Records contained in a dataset
BEGIN
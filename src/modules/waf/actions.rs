//! Rule actions
//!
//! Metadata actions (`id`, `msg`, `t:`, ...) become [`RuleAttribute`]s and
//! are folded into the rule at load time. Everything else becomes an
//! [`Action`] the engine runs at one of three [`ActionStage`]s.

use super::config::RuleSeverity;
use super::error::{WafError, WafResult};
use super::logging::RuleMessage;
use super::operators::parse_leading_int;
use super::rules::Rule;
use super::transaction::{Intervention, Transaction};
use super::transforms::Transform;
use super::variables::{MacroString, PERSISTENT_COLLECTIONS};
use std::fmt;
use std::time::Duration;
use tracing::{debug, warn};

/// Default status of `deny`, `drop` and `block`
pub const DEFAULT_DENY_STATUS: u16 = 403;

/// Default status of `redirect`
pub const DEFAULT_REDIRECT_STATUS: u16 = 302;

/// When an action runs
#[derive(Debug, Clone, Copy, PartialEq, Eq)]
pub enum ActionStage {
    /// On every value that matched, whatever the chain's outcome
    IndependentOfChain,
    /// Once the whole chain matched
    AfterFullMatch,
    /// Once the whole chain matched, and only when the engine intervenes
    Disruptive,
}

/// A runtime action
pub trait Action: Send + Sync + fmt::Debug {
    /// Name as written in rules
    fn name(&self) -> &'static str;

    /// When the action runs
    fn stage(&self) -> ActionStage;

    /// Run the action
    fn execute(&self, tx: &mut Transaction, rule: &Rule, message: &mut RuleMessage);
}

/// Metadata folded into the rule at load time
#[derive(Debug, Clone, PartialEq)]
pub enum RuleAttribute {
    /// `id`
    Id(i64),
    /// `msg`
    Msg(String),
    /// `tag`
    Tag(String),
    /// `severity`
    Severity(RuleSeverity),
    /// `phase`
    Phase(u8),
    /// `ver`
    Ver(String),
    /// `rev`
    Rev(String),
    /// `maturity`
    Maturity(u8),
    /// `accuracy`
    Accuracy(u8),
    /// `chain`
    Chain,
    /// `multiMatch`
    MultiMatch,
    /// `capture`
    Capture,
    /// `t:name`
    Transform(Transform),
}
END
▶ EXERCISE: Select and copy every line from the records that includes the word "self".

▶ REPLY:
    fn name(&self) -> &'static str;
    fn stage(&self) -> ActionStage;
    fn execute(&self, tx: &mut Transaction, rule: &Rule, message: &mut RuleMessage);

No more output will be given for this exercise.